- RECORDS FOR THE TASK -
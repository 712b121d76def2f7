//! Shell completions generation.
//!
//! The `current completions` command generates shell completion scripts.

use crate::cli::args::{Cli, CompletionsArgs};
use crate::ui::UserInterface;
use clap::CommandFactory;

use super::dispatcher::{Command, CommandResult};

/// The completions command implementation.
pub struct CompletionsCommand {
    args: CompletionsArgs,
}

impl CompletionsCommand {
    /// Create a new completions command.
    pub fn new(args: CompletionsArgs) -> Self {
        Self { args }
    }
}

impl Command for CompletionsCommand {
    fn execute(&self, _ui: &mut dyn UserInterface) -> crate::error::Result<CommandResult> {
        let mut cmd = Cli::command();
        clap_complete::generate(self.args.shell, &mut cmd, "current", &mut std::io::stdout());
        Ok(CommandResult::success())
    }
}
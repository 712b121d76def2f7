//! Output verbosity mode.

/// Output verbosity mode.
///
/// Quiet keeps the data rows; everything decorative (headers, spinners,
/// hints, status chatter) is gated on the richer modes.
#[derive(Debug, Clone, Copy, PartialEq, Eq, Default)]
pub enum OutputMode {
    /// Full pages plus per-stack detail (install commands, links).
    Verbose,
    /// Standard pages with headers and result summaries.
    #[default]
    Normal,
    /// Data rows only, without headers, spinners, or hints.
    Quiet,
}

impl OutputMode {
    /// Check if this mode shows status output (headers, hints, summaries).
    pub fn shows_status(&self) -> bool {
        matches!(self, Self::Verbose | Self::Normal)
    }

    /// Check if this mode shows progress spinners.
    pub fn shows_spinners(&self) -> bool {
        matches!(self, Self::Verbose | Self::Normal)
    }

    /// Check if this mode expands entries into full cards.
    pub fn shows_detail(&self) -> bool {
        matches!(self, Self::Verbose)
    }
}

- WORK INSTRUCTION -
Which of the lines in the listing above include "OutputMode"? Report each of them.

- EXERCISE ANSWER -
pub enum OutputMode {
impl OutputMode {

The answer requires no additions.